Вторая часть его книги об Олеше27, написанная за границей, разительно отличается от первой. Гepoи Белинкова, выйдя из иронического поля автора, не сказали ничего нового по сравнению с тем, что они говорили, находясь в этом поле. Они сделались менее глубокими и более декларативными. Иронический пафос, став пафосом просто, потерял свою подспудную многозначность.

Ирония всегда обманывает читателя, всегда обещает больше, чем знает. Она указывает на цель жизни, на способ ее.

Полемика начала 60-х ставила перед собой конкретную задачу – улучшить советское общество. Однако правда, ставшая естественным инструментом преобразований, не могла долго оставаться в предписанных ей рамках.

Если считать истину объективно существующей, а именно этого требовал от нее Ленин (объективная истина «не зависит от субъекта, не зависит ни от человека, ни от человечества»)28, то стремление к ней придет в противоречие с верой, которая ни в какой истине не нуж дается.

60-е убедились в этом, испытав правду во всех сферах жизни. Начав с выяснения деталей подлинной истории (публикация стенограмм прошлых съездов, например), пришлось перейти и к более опасным темам. Так, в «Новом мире» появилась статья В. Кардина «Легенды и факты»29, в которой предлагалось фактами заменить легенды. Среди последних оказался залп крейсера «Аврора»: залпа не было.

Кардин отбирал у истории символ. Это не означало дискредитации революции, как говорили критики, но свидетельствовало о тенденции: отменить историософскую модель, не предложив взамен ничего, кроме правды.

Публицистика, воодушевленная разоблачительным порывом XXII съезда, скоро пришла к выводу, что правда несовместима с реальной политической жизнью страны, например, с пятилетним планом.

В экономике 60-е попытались ввести в социалистическое хозяйство реальные (правдивые) категории, вроде прибыли и самоокупаемости30.

В экономике 60-е попытались ввести в социалистическое хозяйство реальные (правдивые) категории, вроде прибыли и самоокупаемости30.

В науке правда предопределила подъем естествознания. Генетика заменила Лысенко, кибернетика попыталась заменить бюрократию.

Даже в эстетике, вопреки новомировскому направлению31, структурализм анализировал текст как самостоятельное и самодостаточное явление.

Путь частной правды к общей истине внес символическое значение в дискуссию по поводу статьи В. Эфроимсона «Родословная альтруизма».

Появившись в «Новом мире» в 1971 году, эта статья как бы подводила итог 60-м. Логика эпохи вела к слиянию правды-истины с правдой-справедливостью, что уравнивало точное знание со знанием нравственным. И вот профессор-генетик пишет: «В наследственной природе человека заложено нечто такое, что вечно влечет его к справедливости, к подвигам, к самоотвержению»32.

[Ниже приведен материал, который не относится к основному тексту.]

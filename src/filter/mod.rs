//! Bloom filters for point-lookup short-circuiting.
//!
//! Each table file may carry one filter block.  On reads, the filter is
//! probed before any data block is fetched or decompressed; a negative
//! answer proves the key absent from the file.  Absence of the filter
//! block is legal — probes then answer "maybe" unconditionally.
//!
//! The bit layout is part of the interchange format, so the filter is
//! built here rather than taken from a general-purpose crate: a filter
//! written by this module must probe identically in a reference process.
//!
//! # Filter block layout
//!
//! One filter is generated per 2 KiB ([`FILTER_BASE_LG`]) window of data
//! block *offsets* (not sizes), so a data block starting at offset `o` is
//! covered by filter number `o >> FILTER_BASE_LG`:
//!
//! ```text
//!     +--------------+-----+--------------+----------------------+--------------------+---------+
//!     | filter 1     | ... | filter n     | offsets[u32_le each] | array_off (u32_le) | base_lg |
//!     +--------------+-----+--------------+----------------------+--------------------+---------+
//! ```
//!
//! # Per-filter layout
//!
//! `bits_per_key × n` bits (minimum 64), rounded up to whole bytes, with
//! the probe count `k` appended as one trailing byte.  Probing uses
//! double hashing: `h` is advanced by `delta = rot15(h)` for each of the
//! `k` probes.

#[cfg(test)]
mod tests;

use crate::encoding::{decode_fixed32, put_fixed32};

/// Policy name advertised in the metaindex (`filter.<name>`).
pub const FILTER_POLICY_NAME: &str = "rocksdb.BuiltinBloomFilter";

/// log2 of the data-offset range covered by one filter (2 KiB).
pub const FILTER_BASE_LG: u8 = 11;

/// Seed for the bloom hash function.
const BLOOM_HASH_SEED: u32 = 0xbc9f_1d34;

// ------------------------------------------------------------------------------------------------
// Bloom policy
// ------------------------------------------------------------------------------------------------

/// Bloom filter policy with a configurable bits-per-key budget.
#[derive(Debug, Clone, Copy)]
pub struct BloomFilterPolicy {
    bits_per_key: usize,
    /// Probes per key, derived as `bits_per_key * ln 2`, clamped to 1..=30.
    k: u8,
}

impl BloomFilterPolicy {
    /// Creates a policy; 10 bits per key gives a ~1% false-positive rate.
    pub fn new(bits_per_key: usize) -> Self {
        let k = ((bits_per_key as f64) * 0.69) as usize; // 0.69 =~ ln 2
        Self {
            bits_per_key,
            k: k.clamp(1, 30) as u8,
        }
    }

    /// Appends a filter covering `keys` to `dst`.
    pub fn create_filter(&self, keys: &[Vec<u8>], dst: &mut Vec<u8>) {
        // Round down short filters to a 64-bit floor to keep the
        // false-positive rate sane for tiny key counts.
        let mut bits = keys.len() * self.bits_per_key;
        if bits < 64 {
            bits = 64;
        }
        let bytes = bits.div_ceil(8);
        let bits = bytes * 8;

        let start = dst.len();
        dst.resize(start + bytes, 0);
        dst.push(self.k);

        let array = &mut dst[start..start + bytes];
        for key in keys {
            let mut h = bloom_hash(key);
            let delta = h.rotate_right(17);
            for _ in 0..self.k {
                let bitpos = (h % bits as u32) as usize;
                array[bitpos / 8] |= 1 << (bitpos % 8);
                h = h.wrapping_add(delta);
            }
        }
    }

    /// Probes a filter produced by [`create_filter`].
    ///
    /// Returns `false` only when the key is provably absent.
    pub fn key_may_match(&self, key: &[u8], filter: &[u8]) -> bool {
        if filter.len() < 2 {
            return false;
        }
        let bits = (filter.len() - 1) * 8;
        let k = filter[filter.len() - 1];
        if k > 30 {
            // Reserved for future encodings: treat as a match rather
            // than misinterpret the bit array.
            return true;
        }

        let array = &filter[..filter.len() - 1];
        let mut h = bloom_hash(key);
        let delta = h.rotate_right(17);
        for _ in 0..k {
            let bitpos = (h % bits as u32) as usize;
            if array[bitpos / 8] & (1 << (bitpos % 8)) == 0 {
                return false;
            }
            h = h.wrapping_add(delta);
        }
        true
    }
}

/// The bloom hash: a murmur-lineage hash fixed by the filter format.
pub fn bloom_hash(data: &[u8]) -> u32 {
    const M: u32 = 0xc6a4_a793;
    const R: u32 = 24;

    let mut h = BLOOM_HASH_SEED ^ (data.len() as u32).wrapping_mul(M);

    let mut chunks = data.chunks_exact(4);
    for chunk in &mut chunks {
        let w = u32::from_le_bytes(chunk.try_into().expect("4-byte chunk"));
        h = h.wrapping_add(w);
        h = h.wrapping_mul(M);
        h ^= h >> 16;
    }

    let rest = chunks.remainder();
    if !rest.is_empty() {
        if rest.len() >= 3 {
            h = h.wrapping_add(u32::from(rest[2]) << 16);
        }
        if rest.len() >= 2 {
            h = h.wrapping_add(u32::from(rest[1]) << 8);
        }
        h = h.wrapping_add(u32::from(rest[0]));
        h = h.wrapping_mul(M);
        h ^= h >> R;
    }
    h
}

// ------------------------------------------------------------------------------------------------
// Filter block builder
// ------------------------------------------------------------------------------------------------

/// Accumulates per-data-block filters while a table is being written.
#[derive(Debug)]
pub struct FilterBlockBuilder {
    policy: BloomFilterPolicy,
    /// Keys accumulated for the filter currently being built.
    keys: Vec<Vec<u8>>,
    /// Filter bytes emitted so far.
    result: Vec<u8>,
    /// Start offset of each emitted filter within `result`.
    filter_offsets: Vec<u32>,
}

impl FilterBlockBuilder {
    /// Creates a builder for the given policy.
    pub fn new(policy: BloomFilterPolicy) -> Self {
        Self {
            policy,
            keys: Vec::new(),
            result: Vec::new(),
            filter_offsets: Vec::new(),
        }
    }

    /// Announces that a data block begins at `block_offset`.
    ///
    /// Emits filters for every 2 KiB window that ended before it.
    pub fn start_block(&mut self, block_offset: u64) {
        let filter_index = block_offset >> FILTER_BASE_LG;
        debug_assert!(filter_index >= self.filter_offsets.len() as u64);
        while (self.filter_offsets.len() as u64) < filter_index {
            self.generate_filter();
        }
    }

    /// Registers a user key for the current filter window.
    pub fn add_key(&mut self, key: &[u8]) {
        self.keys.push(key.to_vec());
    }

    /// Emits the trailing filter, the offset array, and the base-lg byte.
    pub fn finish(mut self) -> Vec<u8> {
        if !self.keys.is_empty() {
            self.generate_filter();
        }

        let array_offset = self.result.len() as u32;
        let offsets = std::mem::take(&mut self.filter_offsets);
        for offset in offsets {
            put_fixed32(&mut self.result, offset);
        }
        put_fixed32(&mut self.result, array_offset);
        self.result.push(FILTER_BASE_LG);
        self.result
    }

    fn generate_filter(&mut self) {
        self.filter_offsets.push(self.result.len() as u32);
        if self.keys.is_empty() {
            // Window with no keys: empty filter, offset repeats.
            return;
        }
        self.policy.create_filter(&self.keys, &mut self.result);
        self.keys.clear();
    }
}

// ------------------------------------------------------------------------------------------------
// Filter block reader
// ------------------------------------------------------------------------------------------------

/// Probes a finished filter block.
#[derive(Debug)]
pub struct FilterBlockReader {
    policy: BloomFilterPolicy,
    data: Vec<u8>,
    /// Offset of the offset array within `data`.
    array_offset: usize,
    /// Number of filters.
    num_filters: usize,
    base_lg: u8,
}

impl FilterBlockReader {
    /// Wraps filter-block bytes; malformed trailers yield a reader that
    /// answers "maybe" for everything (the filter is an optimization,
    /// never an authority).
    pub fn new(policy: BloomFilterPolicy, data: Vec<u8>) -> Self {
        let mut reader = Self {
            policy,
            data,
            array_offset: 0,
            num_filters: 0,
            base_lg: FILTER_BASE_LG,
        };

        let n = reader.data.len();
        if n < 5 {
            return reader;
        }
        reader.base_lg = reader.data[n - 1];
        let Ok(array_offset) = decode_fixed32(&reader.data[n - 5..n - 1]) else {
            return reader;
        };
        let array_offset = array_offset as usize;
        if array_offset > n - 5 {
            return reader;
        }
        reader.array_offset = array_offset;
        reader.num_filters = (n - 5 - array_offset) / 4;
        reader
    }

    /// Probes the filter covering the data block at `block_offset`.
    pub fn key_may_match(&self, block_offset: u64, key: &[u8]) -> bool {
        let index = (block_offset >> self.base_lg) as usize;
        if index >= self.num_filters {
            // Out of range: treat as a potential match.
            return true;
        }

        let at = self.array_offset + index * 4;
        let (Ok(start), Ok(limit)) = (
            decode_fixed32(&self.data[at..]),
            decode_fixed32(&self.data[at + 4..]),
        ) else {
            return true;
        };
        let (start, limit) = (start as usize, limit as usize);

        if start == limit {
            // Empty filter window: no keys were present.
            return false;
        }
        if start > limit || limit > self.array_offset {
            return true;
        }
        self.policy.key_may_match(key, &self.data[start..limit])
    }
}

Раньше это нечто называлось душой, но инерция еще требовала облечь открытие в научную форму объективной истины. Следующая эпоха от этих форм отказалась.

Поистине судьбоносным моментом в развитии советского общества конца 60-х стала публикация романа М. Булгакова «Мастер и Маргарита». Эта книга совершила переворот в сознании советского интеллигента: Булгаков предложил и, что в России особенно важно, художественно обосновал совершенно отличную от привычных концепцию вселенной.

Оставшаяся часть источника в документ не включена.